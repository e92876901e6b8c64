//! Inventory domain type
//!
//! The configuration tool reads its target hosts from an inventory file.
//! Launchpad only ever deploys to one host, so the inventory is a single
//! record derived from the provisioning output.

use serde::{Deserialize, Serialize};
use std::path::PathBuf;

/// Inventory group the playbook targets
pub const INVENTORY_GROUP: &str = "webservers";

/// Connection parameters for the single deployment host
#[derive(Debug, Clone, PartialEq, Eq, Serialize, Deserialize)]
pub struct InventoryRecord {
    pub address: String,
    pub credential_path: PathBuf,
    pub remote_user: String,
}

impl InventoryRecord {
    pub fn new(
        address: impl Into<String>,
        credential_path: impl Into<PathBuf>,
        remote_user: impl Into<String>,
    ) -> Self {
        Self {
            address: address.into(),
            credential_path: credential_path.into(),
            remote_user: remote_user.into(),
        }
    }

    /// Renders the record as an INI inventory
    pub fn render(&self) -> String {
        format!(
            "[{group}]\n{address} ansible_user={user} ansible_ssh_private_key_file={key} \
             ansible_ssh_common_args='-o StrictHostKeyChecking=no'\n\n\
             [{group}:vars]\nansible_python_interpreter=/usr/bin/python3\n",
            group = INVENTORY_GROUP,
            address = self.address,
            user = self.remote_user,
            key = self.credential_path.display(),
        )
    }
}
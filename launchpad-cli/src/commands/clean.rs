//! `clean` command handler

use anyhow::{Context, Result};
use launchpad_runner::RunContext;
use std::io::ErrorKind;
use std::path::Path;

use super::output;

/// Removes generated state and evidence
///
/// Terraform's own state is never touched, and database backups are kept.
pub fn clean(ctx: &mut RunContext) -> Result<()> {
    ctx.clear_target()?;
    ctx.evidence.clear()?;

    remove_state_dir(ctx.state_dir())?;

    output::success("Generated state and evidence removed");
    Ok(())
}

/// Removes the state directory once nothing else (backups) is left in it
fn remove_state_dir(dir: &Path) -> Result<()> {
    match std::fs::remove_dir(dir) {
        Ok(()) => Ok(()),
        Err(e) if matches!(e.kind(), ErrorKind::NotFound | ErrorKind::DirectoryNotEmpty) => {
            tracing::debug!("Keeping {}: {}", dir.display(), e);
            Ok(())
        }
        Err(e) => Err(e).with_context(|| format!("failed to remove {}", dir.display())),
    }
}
++++
■ **Your assignment**
So that nothing is lost, write out each record exactly as it appears above.

■ **The answer**
repository e92876901e6b8c64
//! Inventory domain type
//!
//! The configuration tool reads its target hosts from an inventory file.
//! Launchpad only ever deploys to one host, so the inventory is a single
//! record derived from the provisioning output.

use serde::{Deserialize, Serialize};
use std::path::PathBuf;

/// Inventory group the playbook targets
pub const INVENTORY_GROUP: &str = "webservers";

/// Connection parameters for the single deployment host
#[derive(Debug, Clone, PartialEq, Eq, Serialize, Deserialize)]
pub struct InventoryRecord {
    pub address: String,
    pub credential_path: PathBuf,
    pub remote_user: String,
}

impl InventoryRecord {
    pub fn new(
        address: impl Into<String>,
        credential_path: impl Into<PathBuf>,
        remote_user: impl Into<String>,
    ) -> Self {
        Self {
            address: address.into(),
            credential_path: credential_path.into(),
            remote_user: remote_user.into(),
        }
    }

    /// Renders the record as an INI inventory
    pub fn render(&self) -> String {
        format!(
            "[{group}]\n{address} ansible_user={user} ansible_ssh_private_key_file={key} \
             ansible_ssh_common_args='-o StrictHostKeyChecking=no'\n\n\
             [{group}:vars]\nansible_python_interpreter=/usr/bin/python3\n",
            group = INVENTORY_GROUP,
            address = self.address,
            user = self.remote_user,
            key = self.credential_path.display(),
        )
    }
}
filename launchpad-cli/src/commands/clean.rs
//! `clean` command handler

use anyhow::{Context, Result};
use launchpad_runner::RunContext;
use std::io::ErrorKind;
use std::path::Path;

use super::output;

/// Removes generated state and evidence
///
/// Terraform's own state is never touched, and database backups are kept.
pub fn clean(ctx: &mut RunContext) -> Result<()> {
    ctx.clear_target()?;
    ctx.evidence.clear()?;

    remove_state_dir(ctx.state_dir())?;

    output::success("Generated state and evidence removed");
    Ok(())
}

/// Removes the state directory once nothing else (backups) is left in it
fn remove_state_dir(dir: &Path) -> Result<()> {
    match std::fs::remove_dir(dir) {
        Ok(()) => Ok(()),
        Err(e) if matches!(e.kind(), ErrorKind::NotFound | ErrorKind::DirectoryNotEmpty) => {
            tracing::debug!("Keeping {}: {}", dir.display(), e);
            Ok(())
        }
        Err(e) => Err(e).with_context(|| format!("failed to remove {}", dir.display())),
    }
}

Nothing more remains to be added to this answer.